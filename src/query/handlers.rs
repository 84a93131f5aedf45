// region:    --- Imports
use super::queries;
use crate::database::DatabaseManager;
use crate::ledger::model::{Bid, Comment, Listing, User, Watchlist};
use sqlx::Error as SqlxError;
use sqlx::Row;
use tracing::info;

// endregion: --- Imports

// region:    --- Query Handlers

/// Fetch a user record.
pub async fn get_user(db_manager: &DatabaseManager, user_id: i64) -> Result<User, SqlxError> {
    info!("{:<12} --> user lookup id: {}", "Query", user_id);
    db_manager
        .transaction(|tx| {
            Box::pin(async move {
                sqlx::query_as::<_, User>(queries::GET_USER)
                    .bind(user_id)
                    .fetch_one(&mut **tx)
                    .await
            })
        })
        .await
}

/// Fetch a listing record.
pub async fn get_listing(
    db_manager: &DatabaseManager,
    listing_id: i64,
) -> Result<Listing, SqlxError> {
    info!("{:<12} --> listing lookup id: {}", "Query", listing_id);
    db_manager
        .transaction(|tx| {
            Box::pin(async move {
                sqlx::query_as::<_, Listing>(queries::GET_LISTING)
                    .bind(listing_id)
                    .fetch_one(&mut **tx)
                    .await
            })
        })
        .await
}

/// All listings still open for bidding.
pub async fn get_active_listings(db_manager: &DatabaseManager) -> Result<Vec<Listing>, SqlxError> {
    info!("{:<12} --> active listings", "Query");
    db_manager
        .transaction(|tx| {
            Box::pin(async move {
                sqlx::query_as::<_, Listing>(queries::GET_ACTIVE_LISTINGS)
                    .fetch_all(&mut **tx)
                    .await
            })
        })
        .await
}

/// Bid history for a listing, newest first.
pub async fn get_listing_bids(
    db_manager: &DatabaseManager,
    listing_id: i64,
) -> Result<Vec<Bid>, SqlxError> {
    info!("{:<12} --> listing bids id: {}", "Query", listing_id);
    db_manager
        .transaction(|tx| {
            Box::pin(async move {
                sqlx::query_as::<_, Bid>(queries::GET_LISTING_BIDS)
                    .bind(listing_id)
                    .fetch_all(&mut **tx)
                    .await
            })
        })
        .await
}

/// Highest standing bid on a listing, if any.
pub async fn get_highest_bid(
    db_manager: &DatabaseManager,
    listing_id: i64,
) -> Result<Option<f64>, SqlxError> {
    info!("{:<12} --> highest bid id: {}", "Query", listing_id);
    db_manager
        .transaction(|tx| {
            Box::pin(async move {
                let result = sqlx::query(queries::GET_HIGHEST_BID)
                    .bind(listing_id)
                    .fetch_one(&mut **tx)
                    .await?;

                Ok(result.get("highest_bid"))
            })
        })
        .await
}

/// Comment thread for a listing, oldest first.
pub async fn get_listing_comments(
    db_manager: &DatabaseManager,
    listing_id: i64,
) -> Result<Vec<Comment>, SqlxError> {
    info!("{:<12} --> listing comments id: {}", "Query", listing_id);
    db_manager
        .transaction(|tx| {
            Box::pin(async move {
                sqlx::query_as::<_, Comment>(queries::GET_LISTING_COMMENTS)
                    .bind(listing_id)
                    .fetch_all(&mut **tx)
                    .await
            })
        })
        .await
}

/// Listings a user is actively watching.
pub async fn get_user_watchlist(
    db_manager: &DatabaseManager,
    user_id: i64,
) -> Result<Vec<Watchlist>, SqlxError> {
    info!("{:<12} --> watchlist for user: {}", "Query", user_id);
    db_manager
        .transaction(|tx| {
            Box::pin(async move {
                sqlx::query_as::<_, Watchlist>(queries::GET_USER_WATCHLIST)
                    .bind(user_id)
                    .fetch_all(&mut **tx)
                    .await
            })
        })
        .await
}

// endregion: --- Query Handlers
+++++
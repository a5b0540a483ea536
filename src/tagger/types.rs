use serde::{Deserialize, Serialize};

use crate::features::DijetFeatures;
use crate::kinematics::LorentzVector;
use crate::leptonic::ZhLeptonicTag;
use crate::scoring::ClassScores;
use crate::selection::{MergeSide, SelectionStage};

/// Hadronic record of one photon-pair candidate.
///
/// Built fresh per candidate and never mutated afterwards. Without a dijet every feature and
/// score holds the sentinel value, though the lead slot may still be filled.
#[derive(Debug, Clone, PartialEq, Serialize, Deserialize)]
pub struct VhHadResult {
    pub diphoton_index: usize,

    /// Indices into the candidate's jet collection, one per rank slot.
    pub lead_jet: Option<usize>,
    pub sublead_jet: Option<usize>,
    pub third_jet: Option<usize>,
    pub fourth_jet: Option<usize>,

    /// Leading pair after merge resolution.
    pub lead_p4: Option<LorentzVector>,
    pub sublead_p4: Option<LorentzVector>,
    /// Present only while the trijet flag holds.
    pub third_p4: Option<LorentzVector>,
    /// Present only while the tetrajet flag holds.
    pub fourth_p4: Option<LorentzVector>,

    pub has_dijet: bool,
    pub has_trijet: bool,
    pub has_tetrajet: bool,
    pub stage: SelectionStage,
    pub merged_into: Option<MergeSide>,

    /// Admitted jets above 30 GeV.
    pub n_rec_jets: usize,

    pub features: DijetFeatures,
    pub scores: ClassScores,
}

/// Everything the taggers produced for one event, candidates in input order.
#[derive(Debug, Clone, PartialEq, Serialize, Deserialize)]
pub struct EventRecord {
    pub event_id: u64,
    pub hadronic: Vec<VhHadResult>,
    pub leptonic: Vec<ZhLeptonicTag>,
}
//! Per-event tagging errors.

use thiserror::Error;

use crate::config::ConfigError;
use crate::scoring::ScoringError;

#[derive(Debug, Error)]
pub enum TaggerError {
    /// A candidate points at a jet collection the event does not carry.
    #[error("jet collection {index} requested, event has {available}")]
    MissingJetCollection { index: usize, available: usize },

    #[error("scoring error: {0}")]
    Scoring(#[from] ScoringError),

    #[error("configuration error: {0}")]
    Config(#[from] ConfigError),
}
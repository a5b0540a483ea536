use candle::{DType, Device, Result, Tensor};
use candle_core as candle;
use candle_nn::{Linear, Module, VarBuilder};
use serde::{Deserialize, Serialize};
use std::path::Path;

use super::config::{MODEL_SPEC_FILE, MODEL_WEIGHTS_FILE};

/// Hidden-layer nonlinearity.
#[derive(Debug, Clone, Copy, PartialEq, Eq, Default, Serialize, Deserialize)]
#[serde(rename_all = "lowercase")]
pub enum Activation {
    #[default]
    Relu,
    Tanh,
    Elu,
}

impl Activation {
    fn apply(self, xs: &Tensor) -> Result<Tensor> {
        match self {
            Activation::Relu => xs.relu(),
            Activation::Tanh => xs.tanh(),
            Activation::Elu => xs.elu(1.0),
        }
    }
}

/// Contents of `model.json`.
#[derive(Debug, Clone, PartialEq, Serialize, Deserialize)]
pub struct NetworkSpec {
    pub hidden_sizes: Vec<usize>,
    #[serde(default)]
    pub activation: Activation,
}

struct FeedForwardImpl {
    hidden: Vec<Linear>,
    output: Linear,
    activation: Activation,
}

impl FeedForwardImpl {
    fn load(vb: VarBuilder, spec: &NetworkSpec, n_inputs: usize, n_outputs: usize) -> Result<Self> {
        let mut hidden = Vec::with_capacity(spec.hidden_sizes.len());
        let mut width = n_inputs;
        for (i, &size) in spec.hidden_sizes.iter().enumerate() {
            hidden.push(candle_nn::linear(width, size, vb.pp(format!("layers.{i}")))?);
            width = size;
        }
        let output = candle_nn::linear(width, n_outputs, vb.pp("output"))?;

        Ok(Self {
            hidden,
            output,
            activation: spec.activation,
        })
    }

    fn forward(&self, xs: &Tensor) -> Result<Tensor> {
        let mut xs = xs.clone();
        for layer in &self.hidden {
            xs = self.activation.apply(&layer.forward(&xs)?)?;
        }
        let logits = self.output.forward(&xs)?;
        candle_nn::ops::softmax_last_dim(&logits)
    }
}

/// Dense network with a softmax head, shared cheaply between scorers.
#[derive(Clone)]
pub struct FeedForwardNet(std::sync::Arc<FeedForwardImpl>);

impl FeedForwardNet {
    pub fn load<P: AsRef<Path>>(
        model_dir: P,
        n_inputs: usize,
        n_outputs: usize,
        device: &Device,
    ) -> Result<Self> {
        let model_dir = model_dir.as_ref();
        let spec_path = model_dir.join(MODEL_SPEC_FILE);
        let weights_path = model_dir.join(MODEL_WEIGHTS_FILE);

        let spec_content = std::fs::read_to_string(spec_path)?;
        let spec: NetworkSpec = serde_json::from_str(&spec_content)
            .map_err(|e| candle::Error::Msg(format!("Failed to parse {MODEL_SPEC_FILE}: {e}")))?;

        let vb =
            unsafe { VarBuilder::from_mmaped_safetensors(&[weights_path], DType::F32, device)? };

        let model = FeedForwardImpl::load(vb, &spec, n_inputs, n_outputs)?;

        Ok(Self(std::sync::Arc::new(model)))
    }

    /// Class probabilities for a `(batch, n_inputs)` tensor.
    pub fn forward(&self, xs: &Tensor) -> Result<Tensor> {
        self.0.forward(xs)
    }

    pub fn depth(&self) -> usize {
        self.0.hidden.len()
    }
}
+++++
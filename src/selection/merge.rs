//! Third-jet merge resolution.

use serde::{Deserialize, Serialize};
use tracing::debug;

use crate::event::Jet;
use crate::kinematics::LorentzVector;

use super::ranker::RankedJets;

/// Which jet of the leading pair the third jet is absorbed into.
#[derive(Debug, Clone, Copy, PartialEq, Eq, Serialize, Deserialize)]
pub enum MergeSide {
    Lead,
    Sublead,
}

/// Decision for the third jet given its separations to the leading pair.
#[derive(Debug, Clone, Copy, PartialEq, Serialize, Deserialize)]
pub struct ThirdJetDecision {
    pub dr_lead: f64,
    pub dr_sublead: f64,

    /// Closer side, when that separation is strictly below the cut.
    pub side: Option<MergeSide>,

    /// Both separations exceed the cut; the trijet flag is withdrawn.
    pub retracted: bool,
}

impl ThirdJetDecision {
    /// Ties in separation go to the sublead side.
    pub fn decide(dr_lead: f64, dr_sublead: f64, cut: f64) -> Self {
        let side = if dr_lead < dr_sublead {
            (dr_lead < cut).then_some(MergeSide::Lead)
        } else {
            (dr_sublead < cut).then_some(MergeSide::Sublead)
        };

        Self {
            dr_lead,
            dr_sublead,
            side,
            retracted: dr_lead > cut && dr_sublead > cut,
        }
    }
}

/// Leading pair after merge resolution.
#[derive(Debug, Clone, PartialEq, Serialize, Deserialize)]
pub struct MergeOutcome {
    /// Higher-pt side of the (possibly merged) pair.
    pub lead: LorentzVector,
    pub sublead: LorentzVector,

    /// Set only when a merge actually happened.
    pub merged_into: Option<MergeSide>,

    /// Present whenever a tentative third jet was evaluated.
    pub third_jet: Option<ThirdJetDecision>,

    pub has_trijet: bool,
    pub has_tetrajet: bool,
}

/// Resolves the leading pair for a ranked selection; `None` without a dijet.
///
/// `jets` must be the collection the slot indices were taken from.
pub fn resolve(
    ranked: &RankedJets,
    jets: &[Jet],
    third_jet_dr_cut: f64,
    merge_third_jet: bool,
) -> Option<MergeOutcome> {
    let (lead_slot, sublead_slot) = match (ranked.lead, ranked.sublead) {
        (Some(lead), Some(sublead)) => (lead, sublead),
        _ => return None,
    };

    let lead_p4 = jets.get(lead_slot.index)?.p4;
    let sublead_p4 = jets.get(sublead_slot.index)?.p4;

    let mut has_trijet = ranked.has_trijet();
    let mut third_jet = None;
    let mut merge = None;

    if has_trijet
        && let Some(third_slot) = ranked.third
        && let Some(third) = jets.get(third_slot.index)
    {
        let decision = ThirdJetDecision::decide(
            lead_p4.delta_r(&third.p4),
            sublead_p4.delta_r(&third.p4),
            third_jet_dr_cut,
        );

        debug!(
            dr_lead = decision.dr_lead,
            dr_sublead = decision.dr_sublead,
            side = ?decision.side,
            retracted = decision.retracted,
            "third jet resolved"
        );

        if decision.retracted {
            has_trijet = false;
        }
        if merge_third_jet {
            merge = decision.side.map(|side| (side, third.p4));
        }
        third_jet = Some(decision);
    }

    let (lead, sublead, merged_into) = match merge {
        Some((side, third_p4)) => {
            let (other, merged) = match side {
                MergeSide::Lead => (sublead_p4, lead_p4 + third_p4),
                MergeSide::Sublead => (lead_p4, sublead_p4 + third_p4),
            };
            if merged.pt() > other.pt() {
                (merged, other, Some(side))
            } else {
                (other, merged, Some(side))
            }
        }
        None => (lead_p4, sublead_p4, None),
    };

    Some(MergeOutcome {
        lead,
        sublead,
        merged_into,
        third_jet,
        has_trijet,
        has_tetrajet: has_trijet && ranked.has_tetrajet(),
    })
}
+++++
| Exercise |
Each line that contains the word "leptonic" adds to the total; give the total for the material and nothing else.

| Problem solution |
2